5. Excluding those outlier observations does not substantively change the results but would rule out obvious measurement errors. Due to space limitations, results including those outliers are excluded but are available upon request.

6. By controlling the random effects (Column 3), the coefficient for Urban Hukou becomes insignificant but still positive while working in the same province is still a significant factor for pension participation.

7. Before the 1990s, the majority of companies in China were SOEs, so the urban pension scheme was originally designed for SOEs mainly.

8. The ACF argues that, in any given policy subsystem, there will generally be two to five advocacy coalitions.

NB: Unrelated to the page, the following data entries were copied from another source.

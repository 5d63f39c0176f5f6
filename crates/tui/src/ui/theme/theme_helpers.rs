use ratatui::{
    style::{Modifier, Style},
    text::Span,
    widgets::{Block, BorderType, Borders},
};

use super::roles::{Theme, ThemeRoles};

/// Bordered panel block with an optional bold title.
pub fn block<'a, T: Theme + ?Sized>(theme: &'a T, title: Option<&'a str>, focused: bool) -> Block<'a> {
    let mut block = Block::default()
        .borders(Borders::ALL)
        .border_type(BorderType::Plain)
        .border_style(theme.border_style(focused))
        .style(panel_style(theme));
    if let Some(t) = title {
        block = block.title(Span::styled(t, theme.text_secondary_style().add_modifier(Modifier::BOLD)));
    }
    block
}

/// Style for panel-like containers (set background on widget using `.style`).
pub fn panel_style<T: Theme + ?Sized>(theme: &T) -> Style {
    let ThemeRoles { surface, text, .. } = *theme.roles();
    Style::default().bg(surface).fg(text)
}

/// Key/description pairs rendered as `key desc` hint spans.
pub fn build_hint_spans<'a, T: Theme + ?Sized>(theme: &T, hints: &[(&'a str, &'a str)]) -> Vec<Span<'a>> {
    hints
        .iter()
        .flat_map(|(key, description)| {
            [
                Span::styled(*key, theme.accent_emphasis_style()),
                Span::styled(*description, theme.text_muted_style()),
            ]
        })
        .collect()
}
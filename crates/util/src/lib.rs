//! Configuration loading and filesystem helpers shared by the sidenav binaries.

pub mod config;
pub mod path_processing;

pub use config::{CONFIG_PATH_ENV, ConfigError, SidenavConfig, default_config_path, default_log_path};
pub use path_processing::{app_config_dir, expand_tilde};
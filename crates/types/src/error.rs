use std::path::PathBuf;

use thiserror::Error;

/// Error surfaced when a route table or snapshot file cannot be loaded.
#[derive(Debug, Error)]
pub enum LoadError {
    #[error("failed to read {path}: {source}")]
    Io {
        path: PathBuf,
        #[source]
        source: std::io::Error,
    },
    #[error("invalid JSON in {path}: {source}")]
    Json {
        path: PathBuf,
        #[source]
        source: serde_json::Error,
    },
    #[error("invalid YAML in {path}: {source}")]
    Yaml {
        path: PathBuf,
        #[source]
        source: serde_yaml::Error,
    },
    #[error("unsupported file extension for {0}; expected .json, .yaml or .yml")]
    UnsupportedFormat(PathBuf),
}
//! One-shot record of why routes were disabled.
//!
//! Visibility is re-evaluated on every state change, so the same exclusion
//! would otherwise be logged over and over. The record remembers the first
//! message per route and suppresses everything after it.

use indexmap::IndexMap;

/// Append-only map of route name to the first disablement message logged for it.
#[derive(Debug, Default, Clone, PartialEq, Eq)]
pub struct DiagnosticLog {
    entries: IndexMap<String, String>,
}

impl DiagnosticLog {
    pub fn new() -> Self {
        Self::default()
    }

    /// Record `message` under `key` unless the key already has an entry.
    ///
    /// Returns `true` when the entry is new and the caller should emit it.
    pub fn record_once(&mut self, key: &str, message: impl Into<String>) -> bool {
        if self.entries.contains_key(key) {
            return false;
        }
        self.entries.insert(key.to_string(), message.into());
        true
    }

    pub fn get(&self, key: &str) -> Option<&str> {
        self.entries.get(key).map(String::as_str)
    }

    /// Entries in the order they were first recorded.
    pub fn entries(&self) -> impl Iterator<Item = (&str, &str)> {
        self.entries.iter().map(|(key, message)| (key.as_str(), message.as_str()))
    }

    pub fn len(&self) -> usize {
        self.entries.len()
    }

    pub fn is_empty(&self) -> bool {
        self.entries.is_empty()
    }
}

9. Many local governments adopt a ‘binding-style’ of social insurance, usually referred to as the ‘Urban Four Insurance’. This includes medicine, pension, work injury and unemployment insurance, or sometimes what is referred to as the ‘Urban Five’ when it also includes maternity insurance. These four or five items together cost employers and employees nearly 40% of employees’ wages.

10. This research finding closely resembles recent arguments made by Mark Frazier (Citation2010). He has observed that: ‘pension benefits now account for the single largest source of spending for local governments, and many of the taxes taken from employers and employees to fund these accounts have been misappropriated by local Social Insurance Agencies for development or other corrupt purposes. These missing funds create the danger of unrest and loss of trust in the government in the event that retiring workers cannot be paid the funds that were taken from their salaries throughout their working lives’ (Frazier, Citation2010).

11. This may be due to the historical policy restrictions that foreign firms were subjected to; specifically, a much higher cost to participate in the state pension scheme, which resulted in the establishment of supplementary pension funds.

12. One government official shed light on this reality: ‘if a medium-size company with 200 workers is required to pay pension insurance for all employees, this company then has to pay one million CNY per year on this single item without any return. This would be a substantial burden for middle and small sized enterprises’. CITE.